- **WORK ITEM**
Lines with "definition": copy each one from the listing below.

- **TASK INPUT**
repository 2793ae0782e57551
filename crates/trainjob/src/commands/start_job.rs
//! Start job command - resolve, render and submit a training job.

use std::path::PathBuf;

use clap::builder::BoolishValueParser;
use clap::{ArgAction, Args};
use serde_yaml::Value;
use tracing::info;

use crate::config::Settings;
use crate::error::{CliError, Result, TemplateError};
use crate::job::{PullPolicy, RestartPolicy};
use crate::kubeconfig::ContextProvider;
use crate::launcher::{Launcher, Release};
use crate::manifest::RenderedManifest;
use crate::resolver::{self, ArgProvenance, ResolvedJob};
use crate::template::{apply_overrides, Composer, Override, TemplateContext};
use crate::ui;
use crate::validator::CredentialValidator;

const ACTION: &str = "start training job";

/// Submit a training job from flags or from a job-definition file.
#[derive(Args, Debug, Clone)]
pub struct StartJobArgs {
    /// Name of the training job.
    #[arg(long, required_unless_present = "config_file")]
    pub job_name: Option<String>,

    /// Namespace to submit into (defaults to the current context's namespace).
    #[arg(long)]
    pub namespace: Option<String>,

    /// Instance type the job's nodes run on.
    #[arg(long)]
    pub instance_type: Option<String>,

    /// Container image of the training workload.
    #[arg(long)]
    pub image: Option<String>,

    /// Number of nodes.
    #[arg(long, value_parser = clap::value_parser!(u32).range(1..))]
    pub node_count: Option<u32>,

    /// Training entry script inside the image.
    #[arg(long)]
    pub entry_script: Option<String>,

    /// Job-definition YAML file; excludes every other job flag.
    #[arg(long)]
    pub config_file: Option<PathBuf>,

    /// Node label selector as a flat JSON object.
    #[arg(long)]
    pub label_selector: Option<String>,

    /// Local queue to submit the workload to.
    #[arg(long)]
    pub queue_name: Option<String>,

    /// Workload priority class.
    #[arg(long)]
    pub priority: Option<String>,

    /// Service account the job's pods run as.
    #[arg(long)]
    pub service_account_name: Option<String>,

    /// Persistent volume claims as `claim:mountPath,...`.
    #[arg(long)]
    pub persistent_volume_claims: Option<String>,

    /// Host volumes as `name:hostPath:mountPath,...`.
    #[arg(long)]
    pub volumes: Option<String>,

    /// Resume the job automatically after node failures.
    #[arg(
        long,
        num_args = 0..=1,
        default_value = "false",
        default_missing_value = "true",
        value_parser = BoolishValueParser::new(),
        action = ArgAction::Set
    )]
    pub auto_resume: bool,

    /// Schedule only on nodes that passed deep health checks.
    #[arg(
        long,
        num_args = 0..=1,
        default_value = "false",
        default_missing_value = "true",
        value_parser = BoolishValueParser::new(),
        action = ArgAction::Set
    )]
    pub deep_health_check_passed_nodes_only: bool,

    /// Processes per node (defaults to the instance's accelerator count).
    #[arg(long, value_parser = clap::value_parser!(u32).range(1..))]
    pub tasks_per_node: Option<u32>,

    /// Image pull policy.
    #[arg(long, value_enum, default_value_t = PullPolicy::IfNotPresent)]
    pub pull_policy: PullPolicy,

    /// Restart policy of the training replicas.
    #[arg(long, value_enum, default_value_t = RestartPolicy::OnFailure)]
    pub restart_policy: RestartPolicy,

    /// Maximum auto-resume attempts.
    #[arg(long)]
    pub max_retry: Option<u32>,

    /// Extra environment variables as a flat JSON object.
    #[arg(long)]
    pub environment: Option<String>,

    /// Directory training results are written to.
    #[arg(long)]
    pub results_dir: Option<String>,
}

/// External collaborators used by a submission.
pub struct Collaborators<'a> {
    pub context: &'a dyn ContextProvider,
    pub credentials: &'a dyn CredentialValidator,
    pub launcher: &'a dyn Launcher,
}

/// Outcome of a successful submission.
#[derive(Debug, Clone, PartialEq, Eq)]
pub struct Submission {
    pub job_name: String,
    pub namespace: String,
    pub console_url: Option<String>,
}

impl Submission {
    pub fn print(&self) {
        ui::print_success(&format!("Submitted training job '{}'", self.job_name));
        ui::print_kv("Job name", &self.job_name);
        ui::print_kv("Namespace", &self.namespace);
        match &self.console_url {
            Some(url) => ui::print_kv("Console", url),
            None => ui::print_info("No console link available for the current context"),
        }
    }
}

/// Resolve, validate, render and submit a job.
///
/// Validation and config-file errors are raised before credentials are
/// checked or the cluster is contacted. The rendered manifest is removed
/// before this returns, whatever the outcome of the apply step.
///
/// # Errors
///
/// Returns the [`CliError`] describing the first failure.
pub fn submit(
    args: &StartJobArgs,
    provenance: &ArgProvenance,
    settings: &Settings,
    collaborators: &Collaborators<'_>,
) -> Result<Submission> {
    let resolved = resolver::resolve(args, provenance, &settings.base_dir)?;

    collaborators
        .credentials
        .validate()
        .map_err(|e| CliError::Credential(format!("{e:#}")))?;

    let namespace = match resolved.namespace() {
        Some(namespace) => namespace.to_string(),
        None => collaborators
            .context
            .current_namespace()
            .map_err(|e| CliError::unexpected(ACTION, e))?,
    };
    let job_name = resolved.job_name().to_string();

    let config = compose(resolved, settings, &namespace).map_err(|e| CliError::unexpected(ACTION, e))?;
    let release = Release {
        name: job_name.clone(),
        namespace: namespace.clone(),
    };

    let manifest =
        RenderedManifest::write(&config, &job_name).map_err(|e| CliError::unexpected(ACTION, e))?;
    collaborators
        .launcher
        .install(&release, manifest.path())
        .map_err(|e| CliError::unexpected(ACTION, e))?;
    drop(manifest);

    info!(job = %job_name, namespace = %namespace, "Training job submitted");
    Ok(Submission {
        console_url: collaborators.context.console_url(&namespace, &job_name),
        job_name,
        namespace,
    })
}

fn compose(resolved: ResolvedJob, settings: &Settings, namespace: &str) -> std::result::Result<Value, TemplateError> {
    match resolved {
        ResolvedJob::Flags(request) => {
            let context = TemplateContext {
                job_name: request.job_name.clone(),
                namespace: namespace.to_string(),
            };
            Composer::new().compose(&settings.template, &context, &request.overrides(namespace)?)
        }
        ResolvedJob::File(definition) => {
            let mut document = definition.document;
            apply_overrides(
                &mut document,
                &[Override::new("cluster.cluster_config.namespace", namespace)],
            )?;
            Ok(document)
        }
    }
}
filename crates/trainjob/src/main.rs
//! `trainjob` - training job CLI for Kubernetes clusters.

use std::process::ExitCode;

use clap::CommandFactory;
use tracing_subscriber::EnvFilter;

use trainjob_cli::cli::{self, Cli, Invocation};
use trainjob_cli::ui;

#[tokio::main]
async fn main() -> ExitCode {
    // Usage errors exit with code 2 from inside clap
    let matches = Cli::command().get_matches();
    let invocation = match Invocation::from_matches(&matches) {
        Ok(invocation) => invocation,
        Err(e) => e.exit(),
    };

    let filter = if invocation.cli.debug {
        EnvFilter::new("debug")
    } else {
        EnvFilter::new("warn,trainjob_cli=info")
    };

    tracing_subscriber::fmt()
        .with_env_filter(filter)
        .with_target(false)
        .with_writer(std::io::stderr)
        .init();

    match cli::run(invocation).await {
        Ok(()) => ExitCode::SUCCESS,
        Err(err) => {
            ui::print_error(&err.to_string());
            ExitCode::from(err.exit_code())
        }
    }
}
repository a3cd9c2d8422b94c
// src/utils/mod.rs
pub mod error;
pub mod logging;

pub use error::AppError; // Re-export main error type for convenience
// src/utils/logging.rs
use tracing_subscriber::{fmt, EnvFilter};

const DEFAULT_FILTER: &str = "kisi_extractor=info";

/// Installs the global tracing subscriber.
///
/// Filters come from `RUST_LOG` (e.g. `RUST_LOG=kisi_extractor=trace` shows
/// every opened item). Output goes to stderr; stdout carries the line and
/// record previews.
pub fn setup_logging() {
    let filter = EnvFilter::try_from_default_env()
        .unwrap_or_else(|_| EnvFilter::new(DEFAULT_FILTER));

    fmt()
        .with_env_filter(filter)
        .with_writer(std::io::stderr)
        .with_target(false)
        .init();

    tracing::debug!("Logging setup complete.");
}
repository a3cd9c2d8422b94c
// src/extractors/docx.rs

// --- Imports ---
use crate::utils::error::ExtractError;
use roxmltree::{Document, Node};
use std::fs::File;
use std::io::{BufReader, Read, Seek};
use std::path::Path;
use zip::result::ZipError;
use zip::ZipArchive;

// --- Constants ---
/// WordprocessingML main namespace; every body element we read lives in it.
const W_NS: &str = "http://schemas.openxmlformats.org/wordprocessingml/2006/main";
/// Package part holding the document body.
const DOCUMENT_PART: &str = "word/document.xml";

// --- Data Structures ---
/// Ordered text lines pulled out of a document, body paragraphs first and
/// table cells after them.
#[derive(Debug, Clone, Default, PartialEq, Eq)]
pub struct ExtractedText {
    pub lines: Vec<String>,
    pub paragraph_count: usize,  // Non-empty body paragraphs kept
    pub table_cell_count: usize, // Non-empty table cells kept (merged cells counted per grid slot)
}

// --- Main Extractor Structure ---
pub struct DocxExtractor;

impl DocxExtractor {
    pub fn new() -> Self {
        Self {}
    }

    /// Opens a DOCX file and extracts its trimmed, non-empty text lines.
    pub fn extract_file<P: AsRef<Path>>(&self, path: P) -> Result<ExtractedText, ExtractError> {
        let path = path.as_ref();
        tracing::info!("Reading document: {}", path.display());

        let file = File::open(path)?;
        self.extract_reader(BufReader::new(file))
    }

    /// Extracts text lines from any seekable DOCX byte source.
    pub fn extract_reader<R: Read + Seek>(&self, reader: R) -> Result<ExtractedText, ExtractError> {
        let xml = read_document_part(reader)?;
        tracing::debug!("Loaded {} ({} bytes)", DOCUMENT_PART, xml.len());
        self.extract_xml(&xml)
    }

    /// Walks the body of a `word/document.xml` payload.
    ///
    /// Paragraph and table positions are not interleaved: every kept body
    /// paragraph comes first, then every kept table cell in
    /// table → row → cell order.
    pub fn extract_xml(&self, xml: &str) -> Result<ExtractedText, ExtractError> {
        let document = Document::parse(xml)?;
        let body = document
            .root_element()
            .children()
            .find(|node| is_w(*node, "body"))
            .ok_or_else(|| ExtractError::Structure("document has no w:body element".to_string()))?;

        let paragraphs: Vec<String> = body
            .children()
            .filter(|node| is_w(*node, "p"))
            .filter_map(|paragraph| non_empty_trimmed(&paragraph_text(paragraph)))
            .collect();

        let mut cells: Vec<String> = Vec::new();
        for table in body.children().filter(|node| is_w(*node, "tbl")) {
            let texts = table_cell_texts(table)?;
            cells.extend(texts.iter().filter_map(|text| non_empty_trimmed(text)));
        }

        tracing::info!(
            "Extracted {} paragraph lines and {} table cell lines",
            paragraphs.len(),
            cells.len()
        );

        let paragraph_count = paragraphs.len();
        let table_cell_count = cells.len();
        let mut lines = paragraphs;
        lines.extend(cells);

        Ok(ExtractedText {
            lines,
            paragraph_count,
            table_cell_count,
        })
    }
}

impl Default for DocxExtractor {
    fn default() -> Self {
        Self::new()
    }
}

// --- Package Access ---
fn read_document_part<R: Read + Seek>(reader: R) -> Result<String, ExtractError> {
    let mut archive = ZipArchive::new(reader)?;
    let mut part = archive.by_name(DOCUMENT_PART).map_err(|e| match e {
        ZipError::FileNotFound => ExtractError::MissingPart(DOCUMENT_PART.to_string()),
        other => ExtractError::Archive(other),
    })?;

    let mut xml = String::new();
    part.read_to_string(&mut xml)?;
    Ok(xml)
}

// --- XML Helpers ---
fn is_w(node: Node, name: &str) -> bool {
    node.is_element() && node.has_tag_name((W_NS, name))
}

fn w_child<'a, 'input>(node: Node<'a, 'input>, name: &str) -> Option<Node<'a, 'input>> {
    node.children().find(|child| is_w(*child, name))
}

fn w_val<'a>(node: Node<'a, '_>) -> Option<&'a str> {
    node.attribute((W_NS, "val"))
}

fn non_empty_trimmed(text: &str) -> Option<String> {
    let trimmed = text.trim();
    if trimmed.is_empty() {
        None
    } else {
        Some(trimmed.to_string())
    }
}

/// Text of a paragraph: its direct runs plus runs nested in hyperlinks.
fn paragraph_text(paragraph: Node) -> String {
    let mut text = String::new();
    for child in paragraph.children() {
        if is_w(child, "r") {
            push_run_text(child, &mut text);
        } else if is_w(child, "hyperlink") {
            for run in child.children().filter(|node| is_w(*node, "r")) {
                push_run_text(run, &mut text);
            }
        }
    }
    text
}

fn push_run_text(run: Node, out: &mut String) {
    for item in run.children().filter(|node| node.is_element()) {
        if item.tag_name().namespace() != Some(W_NS) {
            continue;
        }
        match item.tag_name().name() {
            "t" => out.push_str(item.text().unwrap_or_default()),
            "tab" | "ptab" => out.push('\t'),
            "br" => match item.attribute((W_NS, "type")) {
                None | Some("textWrapping") => out.push('\n'),
                _ => {} // Page and column breaks carry no text
            },
            "cr" => out.push('\n'),
            "noBreakHyphen" => out.push('-'),
            _ => {}
        }
    }
}

// --- Table Traversal ---
/// Cell texts of one table, one entry per layout-grid slot.
///
/// A cell spanning several grid columns is repeated once per column, and a
/// cell continuing a vertical merge repeats the text of the cell that opened
/// the merge in that column. Skipped leading slots (`w:gridBefore`) produce
/// nothing. A row whose offset or spans run past the table grid is a
/// structure error.
fn table_cell_texts(table: Node) -> Result<Vec<String>, ExtractError> {
    let width = grid_width(table);
    let mut texts = Vec::new();
    // Text owning each grid column in the previous rows
    let mut column_owner: Vec<Option<String>> = vec![None; width];

    for (row_index, row) in table.children().filter(|node| is_w(*node, "tr")).enumerate() {
        let mut column = grid_before(row);
        if column > width {
            return Err(ExtractError::Structure(format!(
                "row {} skips {} grid columns of a {}-column table",
                row_index, column, width
            )));
        }

        for cell in row.children().filter(|node| is_w(*node, "tc")) {
            let span = grid_span(cell);
            let end = column
                .checked_add(span)
                .filter(|end| *end <= width)
                .ok_or_else(|| {
                    ExtractError::Structure(format!(
                        "cell in row {} spans {} columns from column {} of a {}-column table",
                        row_index, span, column, width
                    ))
                })?;

            let text = if continues_vertical_merge(cell) {
                column_owner[column].clone().unwrap_or_default()
            } else {
                cell_text(cell)
            };

            for owner in &mut column_owner[column..end] {
                *owner = Some(text.clone());
            }
            texts.extend(std::iter::repeat(text).take(span));
            column = end;
        }
    }

    Ok(texts)
}

/// Column count of the table grid: the `w:tblGrid/w:gridCol` entries, or the
/// widest row counted in cells when the grid is not declared.
fn grid_width(table: Node) -> usize {
    let declared = w_child(table, "tblGrid")
        .map(|grid| grid.children().filter(|node| is_w(*node, "gridCol")).count())
        .unwrap_or(0);
    if declared > 0 {
        return declared;
    }

    table
        .children()
        .filter(|node| is_w(*node, "tr"))
        .map(|row| row.children().filter(|node| is_w(*node, "tc")).count())
        .max()
        .unwrap_or(0)
}

fn cell_text(cell: Node) -> String {
    cell.children()
        .filter(|node| is_w(*node, "p"))
        .map(paragraph_text)
        .collect::<Vec<_>>()
        .join("\n")
}

fn grid_span(cell: Node) -> usize {
    w_child(cell, "tcPr")
        .and_then(|props| w_child(props, "gridSpan"))
        .and_then(w_val)
        .and_then(|val| val.parse::<usize>().ok())
        .unwrap_or(1)
        .max(1)
}

fn grid_before(row: Node) -> usize {
    w_child(row, "trPr")
        .and_then(|props| w_child(props, "gridBefore"))
        .and_then(w_val)
        .and_then(|val| val.parse::<usize>().ok())
        .unwrap_or(0)
}

fn continues_vertical_merge(cell: Node) -> bool {
    match w_child(cell, "tcPr").and_then(|props| w_child(props, "vMerge")) {
        Some(merge) => matches!(w_val(merge), None | Some("continue")),
        None => false,
    }
}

- **TASK OUTPUT**
/// Submit a training job from flags or from a job-definition file.
    /// Job-definition YAML file; excludes every other job flag.
        ResolvedJob::File(definition) => {
            let mut document = definition.document;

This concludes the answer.